Records provided section start

//! idlut Core — grayscale lookup tables for image display.
//!
//! This crate builds, narrows, and validates 256-entry intensity LUTs and
//! applies them to 8-bit grayscale images. No I/O beyond image load/save.

pub mod error;
pub mod image;
pub mod lut;
pub mod params;
pub mod window;

// Re-exports for convenience.
pub use error::LutError;
pub use crate::image::GrayImage;
pub use lut::{ByteLut, LUT_SIZE, Lut, check_is_8bit, compute_linear, to_byte_lut};
pub use params::{NarrowingPolicy, WindowParams};
pub use window::{auto_window, histogram};
//! 部署相关领域模型

use chrono::{DateTime, Utc};
use serde::{Deserialize, Serialize};

/// 合约类型
#[derive(Clone, Copy, Debug, Serialize, Deserialize, PartialEq, Eq, Hash)]
#[serde(rename_all = "snake_case")]
pub enum ContractKind {
    Token,
    RawSource,
    NftCollection,
    /// 文本生成失败时部署的内置合约
    Fallback,
}

impl ContractKind {
    /// 转换为字符串
    pub fn as_str(&self) -> &'static str {
        match self {
            ContractKind::Token => "token",
            ContractKind::RawSource => "raw_source",
            ContractKind::NftCollection => "nft_collection",
            ContractKind::Fallback => "fallback",
        }
    }
}

/// 阶段状态
#[derive(Clone, Debug, Serialize, Deserialize, PartialEq)]
#[serde(rename_all = "snake_case")]
pub enum StageStatus {
    Pending,
    Running,
    Success,
    Failed,
    Skipped,
}

/// 流水线阶段信息
#[derive(Clone, Debug, Serialize, Deserialize)]
pub struct DeployStage {
    /// 阶段标识 (e.g., "build", "declare", "deploy")
    pub name: String,
    /// 显示名称 (e.g., "Scarb Build")
    pub display_name: String,
    /// 开始时间
    pub started_at: Option<DateTime<Utc>>,
    /// 结束时间
    pub finished_at: Option<DateTime<Utc>>,
    /// 持续时间（毫秒）
    pub duration_ms: Option<i64>,
    /// 阶段状态
    pub status: StageStatus,
    /// 附加信息
    #[serde(skip_serializing_if = "Option::is_none")]
    pub message: Option<String>,
}

impl DeployStage {
    /// 创建新的待执行阶段
    pub fn new(name: &str, display_name: &str) -> Self {
        Self {
            name: name.to_string(),
            display_name: display_name.to_string(),
            started_at: None,
            finished_at: None,
            duration_ms: None,
            status: StageStatus::Pending,
            message: None,
        }
    }

    /// 开始执行阶段
    pub fn start(&mut self) {
        self.started_at = Some(Utc::now());
        self.status = StageStatus::Running;
    }

    /// 完成阶段
    pub fn finish(&mut self, success: bool, message: Option<String>) {
        let now = Utc::now();
        self.finished_at = Some(now);
        self.status = if success {
            StageStatus::Success
        } else {
            StageStatus::Failed
        };
        self.message = message;
        if let Some(started) = self.started_at {
            self.duration_ms = Some((now - started).num_milliseconds());
        }
    }

    /// 跳过阶段
    pub fn skip(&mut self, reason: Option<String>) {
        self.status = StageStatus::Skipped;
        self.message = reason;
    }
}

/// 外部命令执行结果
///
/// 捕获后不可变，流水线每个阶段的错误都携带它
#[derive(Clone, Debug, Default, PartialEq, Eq)]
pub struct ProcessResult {
    pub exit_code: i32,
    pub stdout: String,
    pub stderr: String,
}

impl ProcessResult {
    pub fn new(exit_code: i32, stdout: impl Into<String>, stderr: impl Into<String>) -> Self {
        Self {
            exit_code,
            stdout: stdout.into(),
            stderr: stderr.into(),
        }
    }

    /// 是否成功退出
    pub fn success(&self) -> bool {
        self.exit_code == 0
    }

    /// stdout + stderr 合并文本，用于标识符提取
    pub fn combined_output(&self) -> String {
        format!("{}\n{}", self.stdout, self.stderr)
    }
}

/// 回显的请求参数
#[derive(Clone, Debug, Serialize, PartialEq)]
#[serde(untagged)]
pub enum DeployedParams {
    Token {
        name: String,
        symbol: String,
        max_token: u128,
        decimals: u8,
    },
    Nft {
        name: String,
        symbol: String,
        base_uri: String,
    },
    Source {
        contract_name: String,
    },
}

/// 部署结果
///
/// 仅在 declare 和 deploy 都解析出全部标识符后构造一次
#[derive(Clone, Debug, Serialize)]
pub struct DeployResult {
    pub run_id: String,
    #[serde(flatten)]
    pub params: DeployedParams,
    pub class_hash: String,
    pub contract_address: String,
    pub transaction_hash: String,
    pub transaction_url: String,
    pub stages: Vec<DeployStage>,
}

Records provided section end

Activity: Where a line in the data contains the string "Some", add it to your count, and give only the final number.

Answer box: 4